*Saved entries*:
*** Begin section ***

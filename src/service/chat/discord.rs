//! Discord integration through `serenity`.
//!
//! The gateway handler only translates notifications into [`IncomingEvent`]s and
//! enqueues them; all filtering and replying happens on the single event consumer.

use std::sync::Arc;

use anyhow::anyhow;
use async_trait::async_trait;
use serenity::{
    all::{Client, Context, CreateMessage, EventHandler, GatewayIntents, Http, Message, Reaction, Ready},
    gateway::GatewayError,
    model::id::{ChannelId as DiscordChannelId, UserId as DiscordUserId},
};
use tracing::{debug, error, info, instrument, warn};

use crate::base::{
    config::Config,
    types::{ChannelId, DeliveryError, Destination, IncomingEvent, OutboundReply, Res, UserId, Void},
};

use super::{ChatClient, EventSender, GenericChatClient};

// Extra methods on `ChatClient` applied by the discord implementation.

impl ChatClient {
    /// Creates a new Discord chat client, verifying the token on the way.
    pub async fn discord(config: &Config) -> Res<Self> {
        let client = DiscordChatClient::new(config).await?;
        Ok(Self { inner: Arc::new(client) })
    }
}

// Structs.

/// Discord client implementation.
struct DiscordChatClient {
    token: String,
    http: Arc<Http>,
    trigger_emoji: String,
    direct_messages: bool,
}

impl DiscordChatClient {
    /// Create a new Discord chat client.
    #[instrument(name = "DiscordChatClient::new", skip_all)]
    async fn new(config: &Config) -> Res<Self> {
        let http = Arc::new(Http::new(&config.discord_token));

        Self::connect(config, http).await
    }

    /// Verifies the token against `http` and builds the client around it.
    async fn connect(config: &Config, http: Arc<Http>) -> Res<Self> {
        // Get the bot's user, which also proves the token is valid.

        let me = http.get_current_user().await.map_err(|e| {
            if is_unauthorized(&e) {
                error!("Invalid Discord token!");
                anyhow!("Invalid Discord token! Please check `DISCORD_TOKEN`.")
            } else {
                anyhow!("Failed to fetch the bot user: {}", e)
            }
        })?;

        info!("Discord bot user: {} ({})", me.name, me.id);

        Ok(Self {
            token: config.discord_token.clone(),
            http,
            trigger_emoji: config.trigger_emoji.clone(),
            direct_messages: config.direct_messages,
        })
    }

    /// The gateway notifications the bot subscribes to.
    fn intents(&self) -> GatewayIntents {
        let mut intents = GatewayIntents::GUILD_MESSAGE_REACTIONS | GatewayIntents::DIRECT_MESSAGE_REACTIONS | GatewayIntents::MESSAGE_CONTENT;

        if self.direct_messages {
            intents |= GatewayIntents::DIRECT_MESSAGES;
        }

        intents
    }
}

#[async_trait]
impl GenericChatClient for DiscordChatClient {
    async fn start(&self, events: EventSender) -> Void {
        let handler = DiscordEventHandler {
            events,
            trigger_emoji: self.trigger_emoji.clone(),
        };

        let mut client = Client::builder(&self.token, self.intents()).event_handler(handler).await?;

        info!("Starting Discord bot ...");

        client.start().await.map_err(|e| match e {
            serenity::Error::Gateway(GatewayError::InvalidAuthentication) => {
                error!("Invalid Discord token!");
                anyhow!("Invalid Discord token! Please check `DISCORD_TOKEN`.")
            }
            e => anyhow!("Discord client stopped: {}", e),
        })
    }

    #[instrument(skip_all, fields(destination = %reply.destination))]
    async fn send_reply(&self, reply: &OutboundReply) -> Result<(), DeliveryError> {
        let message = CreateMessage::new().content(reply.text.clone());

        let result = match reply.destination {
            Destination::User(UserId(id)) => DiscordUserId::new(id).direct_message(&*self.http, message).await,
            Destination::Channel(ChannelId(id)) => DiscordChannelId::new(id).send_message(&*self.http, message).await,
        };

        result.map(|_| ()).map_err(classify_send_error)
    }
}

// Gateway event handler.

/// Translates gateway notifications into queued events.
struct DiscordEventHandler {
    events: EventSender,
    trigger_emoji: String,
}

impl DiscordEventHandler {
    async fn enqueue(&self, event: IncomingEvent) {
        if let Err(e) = self.events.send(event).await {
            error!("Event queue is closed, dropping event: {:?}", e.0.kind);
        }
    }
}

#[async_trait]
impl EventHandler for DiscordEventHandler {
    async fn ready(&self, _ctx: Context, ready: Ready) {
        info!("{} has connected to Discord!", ready.user.name);
    }

    #[instrument(skip_all)]
    async fn reaction_add(&self, ctx: Context, reaction: Reaction) {
        let symbol = reaction.emoji.to_string();

        // Skip the message fetch for reactions that can never trigger a lookup.
        if symbol != self.trigger_emoji {
            debug!("Ignoring reaction `{}`.", symbol);
            return;
        }

        let user = match reaction.user(&ctx).await {
            Ok(user) => user,
            Err(e) => {
                warn!("Could not resolve the reacting user: {}", e);
                return;
            }
        };

        let message = match reaction.message(&ctx).await {
            Ok(message) => message,
            Err(e) => {
                warn!("Could not fetch the reacted-to message: {}", e);
                return;
            }
        };

        info!("User {} reacted with {} to message: '{}'", user.name, symbol, message.content.trim());

        self.enqueue(IncomingEvent::reaction(message.content, UserId(user.id.get()), user.bot, symbol)).await;
    }

    #[instrument(skip_all)]
    async fn message(&self, _ctx: Context, message: Message) {
        let is_private = message.guild_id.is_none();

        let event = IncomingEvent::message(
            message.content,
            UserId(message.author.id.get()),
            message.author.bot,
            ChannelId(message.channel_id.get()),
            is_private,
        );

        self.enqueue(event).await;
    }
}

// Helpers.

/// Whether the platform rejected the bot's credentials.
fn is_unauthorized(err: &serenity::Error) -> bool {
    matches!(err, serenity::Error::Http(e) if e.status_code().map(|s| s.as_u16()) == Some(401))
}

/// Maps a send failure onto the delivery taxonomy.
fn classify_send_error(err: serenity::Error) -> DeliveryError {
    match &err {
        serenity::Error::Http(e) => match e.status_code().map(|s| s.as_u16()) {
            // Discord answers 403 (code 50007) when the user has DMs closed or blocked the bot.
            Some(403) => DeliveryError::Forbidden(err.to_string()),
            _ => DeliveryError::Transport(err.to_string()),
        },
        _ => DeliveryError::Unexpected(err.to_string()),
    }
}

// Tests.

*** End section ***

*Your task*:
Once the line that contains "blocked the bot." is found, please give it again exactly, along with each line that comes after it, through the last line of the entries.

*Exercise output*:
            // Discord answers 403 (code 50007) when the user has DMs closed or blocked the bot.
            Some(403) => DeliveryError::Forbidden(err.to_string()),
            _ => DeliveryError::Transport(err.to_string()),
        },
        _ => DeliveryError::Unexpected(err.to_string()),
    }
}

// Tests.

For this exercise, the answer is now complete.